The task of the course project was to implement automatic data collection system, process and analyze gathered data.

The topic chosen was job market in Saint-Petersburg. The data source - headhunter API.

The goal was to collect and analyze vacancies with all their properties and describe the demand for labor in Saint-Petersburg.

Data collection

Frameworks

The collection of data started from studying documentation on hh API. It was feasible and easy enough to use to not to consider the option of scraping, so no framework was needed.

For storage of data we chose Clickhouse. It is **column-oriented database management system that allows analysis of data that is updated in real time. Clickhouse is fast, built for efficient queries and has good compression rate. We chose it, because we intended to build aggregating queries and not for row updating or row selects.

For data processing we chose Spark for efficient processing of batches of data. At the beginning we considered Storm, but then discarded this idea since we didn’t want streaming processing and live updates.

(All decisions about frameworks were made before the announcement of any labs, any similarities are coincidental, see commit history)

Data collection system

Headhunter API works just like regular search - you enter the keywords, specify filters and then you get the pages with search results.

We chose to implement independent entities to encapsulate calls to the API, parsing responses and the work with database.

APICaller manages hh API specifics including pagination, parameters and limits. Basically it implements Iterator that given search parameters returns batches of objects on __next__

APIResponseParser prepares batches before passing them to the DB manager. Vacancies come in the format of nested JSON objects. To save them in the table we need to flatten their structure. This entity helps with this - to not include this specificity in the DB manager.

Additionally this layer implements data validation in form of schema check. It checks that all columns have correct types.

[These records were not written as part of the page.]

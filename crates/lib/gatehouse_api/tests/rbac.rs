//! Role and ownership enforcement over HTTP.

mod common;

use axum::http::{Method, StatusCode};
use serde_json::{Value, json};

use common::{app, claims, get, post, send, signup};

fn titles(page: &Value) -> Vec<String> {
    page["items"]
        .as_array()
        .expect("items")
        .iter()
        .map(|r| r["title"].as_str().expect("title").to_string())
        .collect()
}

#[tokio::test]
async fn roles_require_admin() {
    let app = app();
    let admin = signup(&app, "root").await;
    let user = signup(&app, "alice").await;
    assert!(claims(&admin.access).has_role("admin"));
    assert!(!claims(&user.access).has_role("admin"));

    let (status, body) = get(&app, "/roles", &admin.access).await;
    assert_eq!(status, StatusCode::OK);
    assert_eq!(titles(&body), vec!["admin"]);
    assert_eq!(body["page"], 1);
    assert_eq!(body["size"], 50);
    assert_eq!(body["total"], 1);

    let (status, body) = get(&app, "/roles", &user.access).await;
    assert_eq!(status, StatusCode::FORBIDDEN);
    assert_eq!(body, json!({"detail": "Forbidden"}));

    let (status, body) = send(&app, Method::GET, "/roles", None, None).await;
    assert_eq!(status, StatusCode::UNAUTHORIZED);
    assert_eq!(body, json!({"detail": "Not authenticated"}));
}

#[tokio::test]
async fn users_can_only_read_themselves_unless_admin() {
    let app = app();
    let admin = signup(&app, "root").await;
    let u1 = signup(&app, "alice").await;
    let u2 = signup(&app, "bob").await;

    let (status, body) = get(&app, &format!("/users/{}", u2.id), &u1.access).await;
    assert_eq!(status, StatusCode::FORBIDDEN);
    assert_eq!(body, json!({"detail": "Forbidden"}));

    let (status, body) = get(&app, &format!("/users/{}", u1.id), &u1.access).await;
    assert_eq!(status, StatusCode::OK);
    assert_eq!(body["login"], "alice");

    let (status, _) = get(&app, &format!("/users/{}", u2.id), &admin.access).await;
    assert_eq!(status, StatusCode::OK);

    let missing = uuid::Uuid::new_v4();
    let (status, _) = get(&app, &format!("/users/{missing}"), &admin.access).await;
    assert_eq!(status, StatusCode::NOT_FOUND);

    let (status, body) = get(&app, "/users/not-a-uuid", &admin.access).await;
    assert_eq!(status, StatusCode::UNPROCESSABLE_ENTITY);
    assert!(body["detail"].is_string());
}

#[tokio::test]
async fn profile_updates() {
    let app = app();
    signup(&app, "root").await;
    let alice = signup(&app, "alice").await;
    let bob = signup(&app, "bob").await;
    let uri = format!("/users/{}", alice.id);

    let (status, body) = send(
        &app,
        Method::PUT,
        &uri,
        Some(&alice.access),
        Some(json!({"first_name": "Alice", "email": "alice@example.com"})),
    )
    .await;
    assert_eq!(status, StatusCode::OK);
    assert_eq!(body["first_name"], "Alice");
    assert_eq!(body["email"], "alice@example.com");

    let (status, _) = send(&app, Method::PUT, &uri, Some(&alice.access), Some(json!({}))).await;
    assert_eq!(status, StatusCode::UNPROCESSABLE_ENTITY);

    let (status, _) = send(
        &app,
        Method::PUT,
        &uri,
        Some(&alice.access),
        Some(json!({"login": "bob"})),
    )
    .await;
    assert_eq!(status, StatusCode::CONFLICT);

    for login in [" ".to_string(), "x".repeat(65)] {
        let (status, _) = send(
            &app,
            Method::PUT,
            &uri,
            Some(&alice.access),
            Some(json!({ "login": login })),
        )
        .await;
        assert_eq!(status, StatusCode::UNPROCESSABLE_ENTITY);
    }
    let (status, body) = send(
        &app,
        Method::PUT,
        &uri,
        Some(&alice.access),
        Some(json!({"login": format!("  {}  ", "a".repeat(64))})),
    )
    .await;
    assert_eq!(status, StatusCode::OK);
    assert_eq!(body["login"], "a".repeat(64));
    let (status, _) = send(
        &app,
        Method::PUT,
        &uri,
        Some(&alice.access),
        Some(json!({"login": "alice"})),
    )
    .await;
    assert_eq!(status, StatusCode::OK);

    let (status, _) = send(
        &app,
        Method::PUT,
        &uri,
        Some(&bob.access),
        Some(json!({"first_name": "Mallory"})),
    )
    .await;
    assert_eq!(status, StatusCode::FORBIDDEN);

    // New password takes effect.
    let (status, _) = send(
        &app,
        Method::PUT,
        &uri,
        Some(&alice.access),
        Some(json!({"password": "pass2"})),
    )
    .await;
    assert_eq!(status, StatusCode::OK);
    let (status, _) = post(
        &app,
        "/auth/login",
        json!({"login": "alice", "password": "pass2"}),
    )
    .await;
    assert_eq!(status, StatusCode::OK);
}

#[tokio::test]
async fn login_history_is_paginated_and_owner_only() {
    let app = app();
    signup(&app, "root").await;
    let alice = signup(&app, "alice").await;
    let bob = signup(&app, "bob").await;

    for password in ["wrong", "pass1", "wrong"] {
        post(
            &app,
            "/auth/login",
            json!({"login": "alice", "password": password}),
        )
        .await;
    }

    let uri = format!("/users/{}/login_history", alice.id);
    let (status, body) = get(&app, &format!("{uri}?page=1&size=2"), &alice.access).await;
    assert_eq!(status, StatusCode::OK);
    assert_eq!(body["total"], 3);
    assert_eq!(body["pages"], 2);
    assert_eq!(body["items"].as_array().map(Vec::len), Some(2));

    let (status, _) = get(&app, &uri, &bob.access).await;
    assert_eq!(status, StatusCode::FORBIDDEN);

    let (status, _) = get(&app, &format!("{uri}?size=abc"), &alice.access).await;
    assert_eq!(status, StatusCode::UNPROCESSABLE_ENTITY);
}

#[tokio::test]
async fn role_administration() {
    let app = app();
    let admin = signup(&app, "root").await;
    let alice = signup(&app, "alice").await;
    let bearer = Some(admin.access.as_str());

    let (status, editor) = send(
        &app,
        Method::POST,
        "/roles",
        bearer,
        Some(json!({"title": "editor"})),
    )
    .await;
    assert_eq!(status, StatusCode::OK);
    let editor_id = editor["id"].as_str().expect("id").to_string();

    let (status, body) = send(
        &app,
        Method::POST,
        "/roles",
        bearer,
        Some(json!({"title": "editor"})),
    )
    .await;
    assert_eq!(status, StatusCode::BAD_REQUEST);
    assert!(body["detail"].is_string());

    let (status, _) = send(&app, Method::POST, "/roles", bearer, Some(json!({"title": " "}))).await;
    assert_eq!(status, StatusCode::UNPROCESSABLE_ENTITY);

    let (_, roles) = get(&app, "/roles", &admin.access).await;
    let admin_id = roles["items"]
        .as_array()
        .expect("items")
        .iter()
        .find(|r| r["title"] == "admin")
        .and_then(|r| r["id"].as_str())
        .expect("admin role")
        .to_string();

    let (status, _) = send(
        &app,
        Method::PUT,
        &format!("/roles/{admin_id}"),
        bearer,
        Some(json!({"title": "superuser"})),
    )
    .await;
    assert_eq!(status, StatusCode::BAD_REQUEST);
    let (status, _) = send(
        &app,
        Method::DELETE,
        &format!("/roles/{admin_id}"),
        bearer,
        None,
    )
    .await;
    assert_eq!(status, StatusCode::BAD_REQUEST);

    let (status, body) = send(
        &app,
        Method::PUT,
        &format!("/roles/{editor_id}"),
        bearer,
        Some(json!({"title": "writer"})),
    )
    .await;
    assert_eq!(status, StatusCode::OK);
    assert_eq!(body["title"], "writer");

    let user_roles = format!("/users/{}/roles", alice.id);
    let assignment = json!({"role_id": editor_id});
    let (status, _) = send(&app, Method::POST, &user_roles, bearer, Some(assignment.clone())).await;
    assert_eq!(status, StatusCode::OK);
    let (status, _) = send(&app, Method::POST, &user_roles, bearer, Some(assignment.clone())).await;
    assert_eq!(status, StatusCode::CONFLICT);

    let (status, body) = get(&app, &user_roles, &admin.access).await;
    assert_eq!(status, StatusCode::OK);
    assert_eq!(titles(&body), vec!["writer"]);

    // Snapshot semantics: the new role shows up after refresh.
    assert!(!claims(&alice.access).has_role("writer"));
    let (status, rotated) = post(
        &app,
        "/auth/refresh",
        json!({"refresh_token": alice.refresh}),
    )
    .await;
    assert_eq!(status, StatusCode::OK);
    assert!(claims(rotated["access_token"].as_str().expect("access")).has_role("writer"));

    let (status, _) = send(&app, Method::DELETE, &user_roles, bearer, Some(assignment.clone())).await;
    assert_eq!(status, StatusCode::OK);
    let (status, _) = send(&app, Method::DELETE, &user_roles, bearer, Some(assignment)).await;
    assert_eq!(status, StatusCode::NOT_FOUND);

    let (status, _) = send(
        &app,
        Method::DELETE,
        &format!("/roles/{editor_id}"),
        bearer,
        None,
    )
    .await;
    assert_eq!(status, StatusCode::OK);
    let (status, _) = send(
        &app,
        Method::DELETE,
        &format!("/roles/{editor_id}"),
        bearer,
        None,
    )
    .await;
    assert_eq!(status, StatusCode::NOT_FOUND);

    let (status, _) = get(&app, &user_roles, &alice.access).await;
    assert_eq!(status, StatusCode::FORBIDDEN);
}
//! PostgreSQL store tests.
//!
//! Run only when `GATEHOUSE_TEST_DATABASE_URL` points at a scratch database.

use std::sync::Arc;

use chrono::{Duration, Utc};
use gatehouse_core::auth::AuthError;
use gatehouse_core::models::user::NewUser;
use gatehouse_core::store::postgres::PgStore;
use gatehouse_core::store::{RoleStore, SessionStore, UserDirectory};
use uuid::Uuid;

async fn store() -> Option<PgStore> {
    let url = std::env::var("GATEHOUSE_TEST_DATABASE_URL").ok()?;
    let pool = gatehouse_core::db::connect(&url, 4)
        .await
        .expect("connect to test database");
    gatehouse_core::migrate::migrate(&pool)
        .await
        .expect("run migrations");
    Some(PgStore::new(pool))
}

fn new_user() -> NewUser {
    NewUser {
        login: format!("pg-{}", Uuid::new_v4()),
        password_hash: "x".into(),
        first_name: None,
        last_name: None,
        email: None,
        birthdate: None,
    }
}

#[tokio::test(flavor = "multi_thread", worker_threads = 4)]
async fn concurrent_rotation_has_exactly_one_winner() {
    let Some(store) = store().await else {
        eprintln!("GATEHOUSE_TEST_DATABASE_URL not set, skipping");
        return;
    };
    let store = Arc::new(store);
    let user = store.create_user(new_user()).await.unwrap();
    let now = Utc::now();
    let old = format!("old-{}", Uuid::new_v4());
    store
        .create(user.id, &old, now + Duration::days(1))
        .await
        .unwrap();

    let mut handles = Vec::new();
    for i in 0..8 {
        let store = store.clone();
        let old = old.clone();
        handles.push(tokio::spawn(async move {
            let new = format!("new-{i}-{}", Uuid::new_v4());
            store.rotate(&old, &new, now + Duration::days(1), now).await
        }));
    }

    let mut wins = 0;
    for handle in handles {
        match handle.await.unwrap() {
            Ok(subject) => {
                assert_eq!(subject, user.id);
                wins += 1;
            }
            Err(AuthError::TokenInvalid) => {}
            Err(e) => panic!("unexpected error: {e}"),
        }
    }
    assert_eq!(wins, 1);
    assert_eq!(store.active_sessions(user.id, now).await.unwrap(), 1);
}

#[tokio::test]
async fn admin_role_is_seeded_and_assignable() {
    let Some(store) = store().await else {
        eprintln!("GATEHOUSE_TEST_DATABASE_URL not set, skipping");
        return;
    };
    let user = store.create_user(new_user()).await.unwrap();
    let admin = store
        .find_role_by_title("admin")
        .await
        .unwrap()
        .expect("admin role seeded");
    store.assign_role(user.id, admin.id).await.unwrap();
    assert!(store.role_titles(user.id).await.unwrap().contains("admin"));
    assert!(matches!(
        store.assign_role(user.id, admin.id).await,
        Err(AuthError::Conflict(_))
    ));
}

#[tokio::test(flavor = "multi_thread", worker_threads = 4)]
async fn concurrent_registrations_grant_admin_at_most_once() {
    let Some(store) = store().await else {
        eprintln!("GATEHOUSE_TEST_DATABASE_URL not set, skipping");
        return;
    };
    let store = Arc::new(store);
    let mut handles = Vec::new();
    for _ in 0..8 {
        let store = store.clone();
        handles.push(tokio::spawn(async move { store.register(new_user()).await }));
    }

    let mut granted = 0;
    for handle in handles {
        let (user, admin) = handle.await.unwrap().unwrap();
        if admin {
            granted += 1;
            assert!(store.role_titles(user.id).await.unwrap().contains("admin"));
        }
    }
    // A scratch database that already has users grants nobody.
    assert!(granted <= 1);
}

#[tokio::test]
async fn revoke_all_except_rejects_a_rotated_token() {
    let Some(store) = store().await else {
        eprintln!("GATEHOUSE_TEST_DATABASE_URL not set, skipping");
        return;
    };
    let user = store.create_user(new_user()).await.unwrap();
    let now = Utc::now();
    let later = now + Duration::days(1);
    let [a, b, a2] = ["a", "b", "a2"].map(|p| format!("{p}-{}", Uuid::new_v4()));
    store.create(user.id, &a, later).await.unwrap();
    store.create(user.id, &b, later).await.unwrap();
    store.rotate(&a, &a2, later, now).await.unwrap();

    assert!(matches!(
        store.revoke_all_except(user.id, &a, now).await,
        Err(AuthError::TokenInvalid)
    ));
    assert_eq!(store.active_sessions(user.id, now).await.unwrap(), 2);
    assert_eq!(store.revoke_all_except(user.id, &b, now).await.unwrap(), 1);
    assert_eq!(store.active_sessions(user.id, now).await.unwrap(), 1);
}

DBSaver manages calls to the database. It receives row response batches from remote API and deals with it in case of data cleaning and data assertion before inserting in data base system.

The usage and first issues

	caller_params = {
        'per_page': args.per_page,
        'area': args.area
    }

    caller = APICaller(args.mask, **caller_params)
    saver = DBSaver() # ResponseParser call inside

    logger.info('Downloader started')

    while True:
        vacancies = caller.get_batch()
        saver.save_batch(vacancies)

		time.sleep(args.period)

There were no problems when we tried to use this pipeline for the first time.

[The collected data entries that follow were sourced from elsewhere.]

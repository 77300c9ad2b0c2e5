//! In-process store backed by `DashMap`s.
//!
//! Used by tests and by `gatehouse_server --storage memory`. Compare-and-swap
//! on a refresh token happens while holding the shard write guard returned by
//! `get_mut`, so concurrent rotations of one token serialize on that guard.
//! No code path holds guards on two keys of one map at once: shard locks are
//! not reentrant.

use std::collections::BTreeSet;

use async_trait::async_trait;
use chrono::{DateTime, Utc};
use dashmap::DashMap;
use dashmap::mapref::entry::Entry;
use tokio::sync::Mutex;
use tracing::{debug, warn};
use uuid::Uuid;

use super::{RoleStore, SessionStore, UserDirectory};
use crate::auth::AuthError;
use crate::models::auth::RefreshTokenRecord;
use crate::models::page::{Page, PageRequest};
use crate::models::role::{ADMIN_ROLE, Role};
use crate::models::user::{LoginEvent, NewUser, User, UserId, UserPatch, UserWithPassword};

#[derive(Debug)]
pub struct MemoryStore {
    users: DashMap<UserId, UserWithPassword>,
    logins: DashMap<String, UserId>,
    roles: DashMap<Uuid, Role>,
    role_titles: DashMap<String, Uuid>,
    user_roles: DashMap<UserId, BTreeSet<Uuid>>,
    tokens: DashMap<String, RefreshTokenRecord>,
    history: DashMap<UserId, Vec<LoginEvent>>,
    /// Serializes user creation so "first user" is decided exactly once.
    signup: Mutex<()>,
}

impl MemoryStore {
    /// Empty store with the built-in `admin` role seeded.
    pub fn new() -> Self {
        let store = Self {
            users: DashMap::new(),
            logins: DashMap::new(),
            roles: DashMap::new(),
            role_titles: DashMap::new(),
            user_roles: DashMap::new(),
            tokens: DashMap::new(),
            history: DashMap::new(),
            signup: Mutex::new(()),
        };
        let admin = Role {
            id: Uuid::new_v4(),
            title: ADMIN_ROLE.to_string(),
        };
        store.role_titles.insert(admin.title.clone(), admin.id);
        store.roles.insert(admin.id, admin);
        store
    }

    fn ensure_user(&self, id: UserId) -> Result<(), AuthError> {
        if self.users.contains_key(&id) {
            Ok(())
        } else {
            Err(AuthError::NotFound("User not found".into()))
        }
    }

    fn role(&self, id: Uuid) -> Result<Role, AuthError> {
        self.roles
            .get(&id)
            .map(|r| r.clone())
            .ok_or_else(|| AuthError::NotFound("Role not found".into()))
    }

    fn insert_user(&self, user: NewUser) -> Result<User, AuthError> {
        let id = Uuid::new_v4();
        match self.logins.entry(user.login.clone()) {
            Entry::Occupied(_) => {
                return Err(AuthError::Conflict(
                    "user with this login already exists".into(),
                ));
            }
            Entry::Vacant(slot) => {
                slot.insert(id);
            }
        }
        let record = User {
            id,
            login: user.login,
            first_name: user.first_name,
            last_name: user.last_name,
            email: user.email,
            birthdate: user.birthdate,
            created_at: Utc::now(),
        };
        self.users.insert(
            id,
            UserWithPassword {
                user: record.clone(),
                password_hash: user.password_hash,
            },
        );
        Ok(record)
    }

    fn roles_of(&self, user_id: UserId) -> Vec<Role> {
        let ids = self
            .user_roles
            .get(&user_id)
            .map(|set| set.clone())
            .unwrap_or_default();
        let mut roles: Vec<Role> = ids
            .iter()
            .filter_map(|id| self.roles.get(id).map(|r| r.clone()))
            .collect();
        roles.sort_by(|a, b| a.title.cmp(&b.title));
        roles
    }
}

impl Default for MemoryStore {
    fn default() -> Self {
        Self::new()
    }
}

#[async_trait]
impl SessionStore for MemoryStore {
    async fn create(
        &self,
        subject: UserId,
        token_hash: &str,
        expires_at: DateTime<Utc>,
    ) -> Result<(), AuthError> {
        match self.tokens.entry(token_hash.to_string()) {
            Entry::Occupied(_) => Err(AuthError::Conflict("refresh token already exists".into())),
            Entry::Vacant(slot) => {
                slot.insert(RefreshTokenRecord {
                    token_hash: token_hash.to_string(),
                    user_id: subject,
                    expires_at,
                    revoked: false,
                    created_at: Utc::now(),
                });
                Ok(())
            }
        }
    }

    async fn rotate(
        &self,
        old_hash: &str,
        new_hash: &str,
        new_expires_at: DateTime<Utc>,
        now: DateTime<Utc>,
    ) -> Result<UserId, AuthError> {
        // The new slot is reserved inactive before the old record is claimed;
        // a failed rotation leaves the old record untouched.
        match self.tokens.entry(new_hash.to_string()) {
            Entry::Occupied(_) => {
                return Err(AuthError::Conflict("refresh token already exists".into()));
            }
            Entry::Vacant(slot) => {
                slot.insert(RefreshTokenRecord {
                    token_hash: new_hash.to_string(),
                    user_id: Uuid::nil(),
                    expires_at: new_expires_at,
                    revoked: true,
                    created_at: Utc::now(),
                });
            }
        }

        let claimed = match self.tokens.get_mut(old_hash) {
            None => Err(AuthError::TokenInvalid),
            Some(record) if record.expires_at <= now => Err(AuthError::TokenExpired),
            Some(record) if record.revoked => Err(AuthError::TokenInvalid),
            Some(mut record) => {
                record.revoked = true;
                Ok(record.user_id)
            }
        };
        let subject = match claimed {
            Ok(subject) => subject,
            Err(e) => {
                self.tokens.remove(new_hash);
                return Err(e);
            }
        };

        if let Some(mut record) = self.tokens.get_mut(new_hash) {
            record.user_id = subject;
            record.revoked = false;
        }
        Ok(subject)
    }

    async fn revoke(&self, token_hash: &str) -> Result<bool, AuthError> {
        Ok(match self.tokens.get_mut(token_hash) {
            Some(mut record) if !record.revoked => {
                record.revoked = true;
                true
            }
            _ => false,
        })
    }

    async fn revoke_all_except(
        &self,
        subject: UserId,
        except_hash: &str,
        now: DateTime<Utc>,
    ) -> Result<u64, AuthError> {
        let current = match self.tokens.get(except_hash) {
            None => Err(AuthError::TokenInvalid),
            Some(record) if record.user_id != subject || record.revoked => {
                Err(AuthError::TokenInvalid)
            }
            Some(record) if record.expires_at <= now => Err(AuthError::TokenExpired),
            Some(_) => Ok(()),
        };
        current?;

        let mut revoked = 0;
        for mut record in self.tokens.iter_mut() {
            if record.user_id == subject && !record.revoked && record.token_hash != except_hash {
                record.revoked = true;
                revoked += 1;
            }
        }
        debug!(user_id = %subject, revoked, "revoked sessions");
        Ok(revoked)
    }

    async fn active_sessions(
        &self,
        subject: UserId,
        now: DateTime<Utc>,
    ) -> Result<u64, AuthError> {
        Ok(self
            .tokens
            .iter()
            .filter(|record| record.user_id == subject && record.is_active(now))
            .count() as u64)
    }
}

#[async_trait]
impl UserDirectory for MemoryStore {
    async fn create_user(&self, user: NewUser) -> Result<User, AuthError> {
        let _gate = self.signup.lock().await;
        self.insert_user(user)
    }

    async fn register(&self, user: NewUser) -> Result<(User, bool), AuthError> {
        let _gate = self.signup.lock().await;
        let first = self.users.is_empty();
        let user = self.insert_user(user)?;
        if !first {
            return Ok((user, false));
        }
        let Some(admin) = self.role_titles.get(ADMIN_ROLE).map(|id| *id) else {
            warn!(user_id = %user.id, "admin role missing, first user left without it");
            return Ok((user, false));
        };
        self.user_roles.entry(user.id).or_default().insert(admin);
        Ok((user, true))
    }

    async fn find_by_login(&self, login: &str) -> Result<Option<UserWithPassword>, AuthError> {
        let Some(id) = self.logins.get(login).map(|entry| *entry) else {
            return Ok(None);
        };
        Ok(self.users.get(&id).map(|u| u.clone()))
    }

    async fn get_user(&self, id: UserId) -> Result<Option<User>, AuthError> {
        Ok(self.users.get(&id).map(|u| u.user.clone()))
    }

    async fn update_user(&self, id: UserId, patch: UserPatch) -> Result<User, AuthError> {
        let current_login = self
            .users
            .get(&id)
            .map(|u| u.user.login.clone())
            .ok_or_else(|| AuthError::NotFound("User not found".into()))?;

        if let Some(login) = &patch.login
            && *login != current_login
        {
            match self.logins.entry(login.clone()) {
                Entry::Occupied(_) => {
                    return Err(AuthError::Conflict(
                        "user with this login already exists".into(),
                    ));
                }
                Entry::Vacant(slot) => {
                    slot.insert(id);
                }
            }
            self.logins.remove(&current_login);
        }

        let mut entry = self
            .users
            .get_mut(&id)
            .ok_or_else(|| AuthError::NotFound("User not found".into()))?;
        let UserPatch {
            login,
            password_hash,
            first_name,
            last_name,
            email,
            birthdate,
        } = patch;
        if let Some(login) = login {
            entry.user.login = login;
        }
        if let Some(hash) = password_hash {
            entry.password_hash = hash;
        }
        if first_name.is_some() {
            entry.user.first_name = first_name;
        }
        if last_name.is_some() {
            entry.user.last_name = last_name;
        }
        if email.is_some() {
            entry.user.email = email;
        }
        if birthdate.is_some() {
            entry.user.birthdate = birthdate;
        }
        Ok(entry.user.clone())
    }

    async fn record_login(
        &self,
        id: UserId,
        event_date: DateTime<Utc>,
        success: bool,
    ) -> Result<(), AuthError> {
        self.history
            .entry(id)
            .or_default()
            .push(LoginEvent {
                event_date,
                success,
            });
        Ok(())
    }

    async fn login_history(
        &self,
        id: UserId,
        page: PageRequest,
    ) -> Result<Page<LoginEvent>, AuthError> {
        let mut events = self
            .history
            .get(&id)
            .map(|events| events.clone())
            .unwrap_or_default();
        events.reverse();
        events.sort_by(|a, b| b.event_date.cmp(&a.event_date));
        Ok(page.paginate(&events))
    }
}

#[async_trait]
impl RoleStore for MemoryStore {
    async fn list_roles(&self, page: PageRequest) -> Result<Page<Role>, AuthError> {
        let mut roles: Vec<Role> = self.roles.iter().map(|r| r.clone()).collect();
        roles.sort_by(|a, b| a.title.cmp(&b.title));
        Ok(page.paginate(&roles))
    }

    async fn find_role_by_title(&self, title: &str) -> Result<Option<Role>, AuthError> {
        let Some(id) = self.role_titles.get(title).map(|entry| *entry) else {
            return Ok(None);
        };
        Ok(self.roles.get(&id).map(|r| r.clone()))
    }

    async fn create_role(&self, title: &str) -> Result<Role, AuthError> {
        let role = Role {
            id: Uuid::new_v4(),
            title: title.to_string(),
        };
        match self.role_titles.entry(role.title.clone()) {
            Entry::Occupied(_) => {
                return Err(AuthError::Conflict("Role with title already exists".into()));
            }
            Entry::Vacant(slot) => {
                slot.insert(role.id);
            }
        }
        self.roles.insert(role.id, role.clone());
        Ok(role)
    }

    async fn update_role(&self, id: Uuid, title: &str) -> Result<Role, AuthError> {
        let current = self.role(id)?.title;
        if current != title {
            match self.role_titles.entry(title.to_string()) {
                Entry::Occupied(_) => {
                    return Err(AuthError::Conflict("Role with title already exists".into()));
                }
                Entry::Vacant(slot) => {
                    slot.insert(id);
                }
            }
            self.role_titles.remove(&current);
        }
        let mut role = self
            .roles
            .get_mut(&id)
            .ok_or_else(|| AuthError::NotFound("Role not found".into()))?;
        role.title = title.to_string();
        Ok(role.clone())
    }

    async fn delete_role(&self, id: Uuid) -> Result<Role, AuthError> {
        let (_, role) = self
            .roles
            .remove(&id)
            .ok_or_else(|| AuthError::NotFound("Role not found".into()))?;
        self.role_titles.remove(&role.title);
        for mut assigned in self.user_roles.iter_mut() {
            assigned.remove(&id);
        }
        Ok(role)
    }

    async fn user_roles(
        &self,
        user_id: UserId,
        page: PageRequest,
    ) -> Result<Page<Role>, AuthError> {
        self.ensure_user(user_id)?;
        Ok(page.paginate(&self.roles_of(user_id)))
    }

    async fn role_titles(&self, user_id: UserId) -> Result<BTreeSet<String>, AuthError> {
        Ok(self
            .roles_of(user_id)
            .into_iter()
            .map(|role| role.title)
            .collect())
    }

    async fn assign_role(&self, user_id: UserId, role_id: Uuid) -> Result<Role, AuthError> {
        self.ensure_user(user_id)?;
        let role = self.role(role_id)?;
        let mut assigned = self.user_roles.entry(user_id).or_default();
        if !assigned.insert(role_id) {
            return Err(AuthError::Conflict("user already has this role".into()));
        }
        Ok(role)
    }

    async fn remove_role(&self, user_id: UserId, role_id: Uuid) -> Result<Role, AuthError> {
        self.ensure_user(user_id)?;
        let role = self.role(role_id)?;
        let removed = self
            .user_roles
            .get_mut(&user_id)
            .map(|mut assigned| assigned.remove(&role_id))
            .unwrap_or(false);
        if !removed {
            return Err(AuthError::NotFound("user does not have this role".into()));
        }
        Ok(role)
    }
}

Until we crushed in the 2000 limit.

hh API has the limit for any single query to have no more than 2000 results. Considering that we could run our pipeline over and over with default parameters and get only new ones appearing every day.

The developers of API itself do not consider big data analysis as the application for it, so they do not give ways to increase this value somehow.

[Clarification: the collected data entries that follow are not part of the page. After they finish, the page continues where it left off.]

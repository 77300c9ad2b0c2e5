//! PostgreSQL connection pool setup.

use std::time::Duration;

use sqlx::postgres::{PgPool, PgPoolOptions};
use tracing::info;

/// Default upper bound on pooled connections.
pub const DEFAULT_MAX_CONNECTIONS: u32 = 10;

/// Maximum time to wait for a connection from the pool.
const ACQUIRE_TIMEOUT: Duration = Duration::from_secs(10);

/// Open a pool against `database_url` and check that the server answers.
pub async fn connect(database_url: &str, max_connections: u32) -> Result<PgPool, sqlx::Error> {
    let pool = PgPoolOptions::new()
        .max_connections(max_connections)
        .acquire_timeout(ACQUIRE_TIMEOUT)
        .connect(database_url)
        .await?;
    sqlx::query("SELECT 1").execute(&pool).await?;
    info!(max_connections, "connected to PostgreSQL");
    Ok(pool)
}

This speed of collection was not enough, so we chose the easiest way to increase the number of different vacancies - specify different parameters. Since the API restricts by 2000 only single query we could do the number of different ones to collect more.

We used the list of 1400 different professions to build specific queries. And then Iterator interface that simplified the usage of API Caller was also implemented.

while True:
    with open(PROFESSIONS_PATH, encoding='utf-8') as professions:
        for profession in professions:
            caller_params = {'text': str(profession), 
								'per_page': args.per_page, 
								'area': args.area}
            caller = APICaller(args.mask, **caller_params)
            
            for batch in caller:
                if len(batch) == 0:
                    break

                saver.save_batch(batch)

                if args.period != 0:
                    time.sleep(args.period)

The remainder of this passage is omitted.